Strongly considering this myself. I bought a set of stage 3 for my King Quad and after I learned to set them up and allow the appropriate amount of 'sag' the ride was greatly improved.
After me becoming accustomed to the Elkas as 'normal' the big eye opener was riding a friend's near identical machine that had stock shocks, on a bony section of road. It felt like I was riding a chuck wagon.

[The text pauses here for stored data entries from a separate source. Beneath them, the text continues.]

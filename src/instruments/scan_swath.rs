//! In-memory index of the footprints of a nadir scanner over a time window.

use std::collections::VecDeque;
use std::fmt;
use std::sync::Arc;

use camino::{Utf8Path, Utf8PathBuf};
use log::debug;
use nalgebra::{DMatrix, Vector3};

use crate::constants::Radian;
use crate::instruments::{Granule, GranuleReader, ObservationRecord};
use crate::ref_system::unit_vector;
use crate::rotcol_errors::RotcolError;
use crate::time::Instant;

/// Where a scan row lives: file of the swath file list and row inside that file.
#[derive(Debug, Clone, Copy, PartialEq, Eq)]
pub struct ScanLocator {
    pub file_index: usize,
    pub scan_index: usize,
}

/// Footprint geolocations of consecutive scans, plus the way back to their data.
///
/// Longitudes and latitudes are `nscans × nfootprints` matrices in radians; row `i`
/// was observed around `mid_times[i]` and is stored at `locators[i]`.
#[derive(Clone)]
pub struct ScanSwathIndex {
    instrument: String,
    longitudes: DMatrix<f64>,
    latitudes: DMatrix<f64>,
    mid_times: Vec<Instant>,
    locators: Vec<ScanLocator>,
    files: Vec<Utf8PathBuf>,
    reader: Option<Arc<dyn GranuleReader>>,
}

impl fmt::Debug for ScanSwathIndex {
    fn fmt(&self, f: &mut fmt::Formatter<'_>) -> fmt::Result {
        f.debug_struct("ScanSwathIndex")
            .field("instrument", &self.instrument)
            .field("nscans", &self.len())
            .field("nfootprints", &self.footprints_per_scan())
            .field("files", &self.files)
            .finish()
    }
}

impl ScanSwathIndex {
    /// Assemble a swath from parallel arrays.
    ///
    /// Return
    /// ----------
    /// * `Err(RotcolError::InvalidArgument)` when the matrices, mid times and locators
    ///   disagree on the number of scans, or a locator points past the file list.
    pub fn new(
        instrument: impl Into<String>,
        longitudes: DMatrix<f64>,
        latitudes: DMatrix<f64>,
        mid_times: Vec<Instant>,
        locators: Vec<ScanLocator>,
        files: Vec<Utf8PathBuf>,
        reader: Option<Arc<dyn GranuleReader>>,
    ) -> Result<Self, RotcolError> {
        let nscans = longitudes.nrows();
        if latitudes.shape() != longitudes.shape()
            || mid_times.len() != nscans
            || locators.len() != nscans
        {
            return Err(RotcolError::InvalidArgument(format!(
                "inconsistent swath: longitudes {:?}, latitudes {:?}, {} mid times, {} locators",
                longitudes.shape(),
                latitudes.shape(),
                mid_times.len(),
                locators.len()
            )));
        }
        if let Some(bad) = locators.iter().find(|l| l.file_index >= files.len()) {
            return Err(RotcolError::InvalidArgument(format!(
                "scan locator {bad:?} points past the {} swath file(s)",
                files.len()
            )));
        }

        Ok(ScanSwathIndex {
            instrument: instrument.into(),
            longitudes,
            latitudes,
            mid_times,
            locators,
            files,
            reader,
        })
    }

    /// Swath without any scan.
    pub fn empty(instrument: impl Into<String>, footprints_per_scan: usize) -> Self {
        ScanSwathIndex {
            instrument: instrument.into(),
            longitudes: DMatrix::zeros(0, footprints_per_scan),
            latitudes: DMatrix::zeros(0, footprints_per_scan),
            mid_times: Vec::new(),
            locators: Vec::new(),
            files: Vec::new(),
            reader: None,
        }
    }

    /// Join swaths of the same instrument, in the given order.
    ///
    /// File lists are appended and locators shifted accordingly. The first reader
    /// found is kept.
    pub fn concat(parts: Vec<ScanSwathIndex>) -> Result<Self, RotcolError> {
        let Some(first) = parts.first() else {
            return Err(RotcolError::InvalidArgument(
                "cannot concatenate an empty list of swaths".into(),
            ));
        };
        let instrument = first.instrument.clone();
        let nfootprints = first.footprints_per_scan();

        if let Some(bad) = parts
            .iter()
            .find(|p| p.instrument != instrument || p.footprints_per_scan() != nfootprints)
        {
            return Err(RotcolError::InvalidArgument(format!(
                "cannot join swath of {} ({} footprints) with swath of {instrument} ({nfootprints} footprints)",
                bad.instrument,
                bad.footprints_per_scan()
            )));
        }

        let nscans: usize = parts.iter().map(ScanSwathIndex::len).sum();
        let mut longitudes = DMatrix::zeros(nscans, nfootprints);
        let mut latitudes = DMatrix::zeros(nscans, nfootprints);
        let mut mid_times = Vec::with_capacity(nscans);
        let mut locators = Vec::with_capacity(nscans);
        let mut files = Vec::new();
        let mut reader = None;

        let mut row = 0;
        for part in parts {
            let n = part.len();
            longitudes.rows_mut(row, n).copy_from(&part.longitudes);
            latitudes.rows_mut(row, n).copy_from(&part.latitudes);
            mid_times.extend(part.mid_times);
            let offset = files.len();
            locators.extend(part.locators.into_iter().map(|l| ScanLocator {
                file_index: l.file_index + offset,
                scan_index: l.scan_index,
            }));
            files.extend(part.files);
            reader = reader.or(part.reader);
            row += n;
        }

        Ok(ScanSwathIndex {
            instrument,
            longitudes,
            latitudes,
            mid_times,
            locators,
            files,
            reader,
        })
    }

    pub fn instrument(&self) -> &str {
        &self.instrument
    }

    /// Number of scans.
    pub fn len(&self) -> usize {
        self.mid_times.len()
    }

    pub fn is_empty(&self) -> bool {
        self.mid_times.is_empty()
    }

    pub fn footprints_per_scan(&self) -> usize {
        self.longitudes.ncols()
    }

    pub fn longitudes(&self) -> &DMatrix<f64> {
        &self.longitudes
    }

    pub fn latitudes(&self) -> &DMatrix<f64> {
        &self.latitudes
    }

    pub fn mid_times(&self) -> &[Instant] {
        &self.mid_times
    }

    pub fn locators(&self) -> &[ScanLocator] {
        &self.locators
    }

    pub fn files(&self) -> &[Utf8PathBuf] {
        &self.files
    }

    /// Longitude and latitude (radians) of one footprint, if it exists.
    pub fn geolocation(&self, scan: usize, footprint: usize) -> Option<(Radian, Radian)> {
        Some((
            *self.longitudes.get((scan, footprint))?,
            *self.latitudes.get((scan, footprint))?,
        ))
    }

    /// Earth-fixed unit vector of one footprint.
    pub(crate) fn footprint_vector(&self, scan: usize, footprint: usize) -> Vector3<f64> {
        unit_vector(
            self.longitudes[(scan, footprint)],
            self.latitudes[(scan, footprint)],
        )
    }

    /// Indices of the scans whose mid time lies in `[start, end]`.
    pub fn scans_within(&self, start: Instant, end: Instant) -> Vec<usize> {
        self.mid_times
            .iter()
            .enumerate()
            .filter(|(_, t)| **t >= start && **t <= end)
            .map(|(i, _)| i)
            .collect()
    }

    fn check_indices(&self, scan: usize, footprint: usize) -> Result<(), RotcolError> {
        if scan >= self.len() || footprint >= self.footprints_per_scan() {
            return Err(RotcolError::InvalidArgument(format!(
                "footprint ({scan}, {footprint}) outside of a {}×{} swath",
                self.len(),
                self.footprints_per_scan()
            )));
        }
        Ok(())
    }

    /// Observation record of one footprint, read through the caller's granule cache.
    ///
    /// Arguments
    /// ---------
    /// * `scan`, `footprint`: zero-based indices into this swath.
    /// * `cache`: opened granules, reused across calls.
    ///
    /// Return
    /// ----------
    /// * `Err(RotcolError::InvalidArgument)` for indices outside the swath or a swath
    ///   without reader, reader errors otherwise.
    pub fn fetch(
        &self,
        scan: usize,
        footprint: usize,
        cache: &mut FileHandleCache,
    ) -> Result<ObservationRecord, RotcolError> {
        self.check_indices(scan, footprint)?;
        let reader = self.reader.as_deref().ok_or_else(|| {
            RotcolError::InvalidArgument(format!(
                "swath of {} has no granule reader",
                self.instrument
            ))
        })?;

        let locator = self.locators[scan];
        let path = &self.files[locator.file_index];
        cache
            .granule(path, reader)?
            .record(locator.scan_index, footprint)
    }
}

/// Caller-owned least-recently-used set of opened granules.
pub struct FileHandleCache {
    capacity: usize,
    entries: VecDeque<(Utf8PathBuf, Box<dyn Granule>)>,
}

impl Default for FileHandleCache {
    fn default() -> Self {
        FileHandleCache {
            capacity: 1,
            entries: VecDeque::with_capacity(1),
        }
    }
}

impl fmt::Debug for FileHandleCache {
    fn fmt(&self, f: &mut fmt::Formatter<'_>) -> fmt::Result {
        f.debug_struct("FileHandleCache")
            .field("capacity", &self.capacity)
            .field("open", &self.entries.iter().map(|(p, _)| p).collect::<Vec<_>>())
            .finish()
    }
}

impl FileHandleCache {
    /// Cache keeping at most `capacity` granules open; `capacity` must be at least 1.
    pub fn new(capacity: usize) -> Result<Self, RotcolError> {
        if capacity == 0 {
            return Err(RotcolError::InvalidArgument(
                "file handle cache needs a capacity of at least 1".into(),
            ));
        }
        Ok(FileHandleCache {
            capacity,
            entries: VecDeque::with_capacity(capacity),
        })
    }

    pub fn len(&self) -> usize {
        self.entries.len()
    }

    pub fn is_empty(&self) -> bool {
        self.entries.is_empty()
    }

    pub fn contains(&self, path: &Utf8Path) -> bool {
        self.entries.iter().any(|(p, _)| p == path)
    }

    /// Opened granule at `path`, opening it with `reader` on a miss.
    pub fn granule(
        &mut self,
        path: &Utf8Path,
        reader: &dyn GranuleReader,
    ) -> Result<&dyn Granule, RotcolError> {
        match self.entries.iter().position(|(p, _)| p == path) {
            Some(0) => {}
            Some(i) => {
                if let Some(entry) = self.entries.remove(i) {
                    self.entries.push_front(entry);
                }
            }
            None => {
                debug!("opening granule {path}");
                let granule = reader.open_granule(path)?;
                self.entries.push_front((path.to_owned(), granule));
                self.entries.truncate(self.capacity);
            }
        }

        self.entries
            .front()
            .map(|(_, g)| g.as_ref())
            .ok_or_else(|| RotcolError::GranuleRead(format!("granule {path} was not retained")))
    }
}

I dealt with John Ilkiw, (most likely his name is anglicized, to 'Elka') about how my set as delivered had the high pressure gas lines on the front shocks' banjo bolts oriented wrong so they couldn't be installed on my machine as sent. Of course I couldn't loosen and turn them as the gas would have escaped. I have all the luck with these sort of things.
Great shocks though.
Of note, when properly set up the suspension must have enough sag that the machine's normal stance is well into the operating range. Think Baja buggy, the suspension has pretty much just as much extending range as it has compressing range. This flies in the face of a lot of people's notions to crank the shock up and up in the search for more ground clearance.
If you think about it, when you have the shocks cranked way up, you're drivin and one wheel drops into a pothole, there's nowhere for the suspension arm to extend into the depression, it's already maxed out. So the whole machine drops that corner (something has to) and when you hit the other side the machine hammers into it to get you back up again. If you had proper compliance just the suspension arm and its wheel would drop and return, and you ride it out like a king.

But like say, you have to probably give up a bit of ground clearance to get that and CF SXS's ground clearance is at a bit of a premium.
But when I floor jack the CF Moto up on one end or the other there seems to be a good bit of extension before the wheels clear the ground, so maybe it will not be so bad. Maybe it just has the springs of a Mack truck.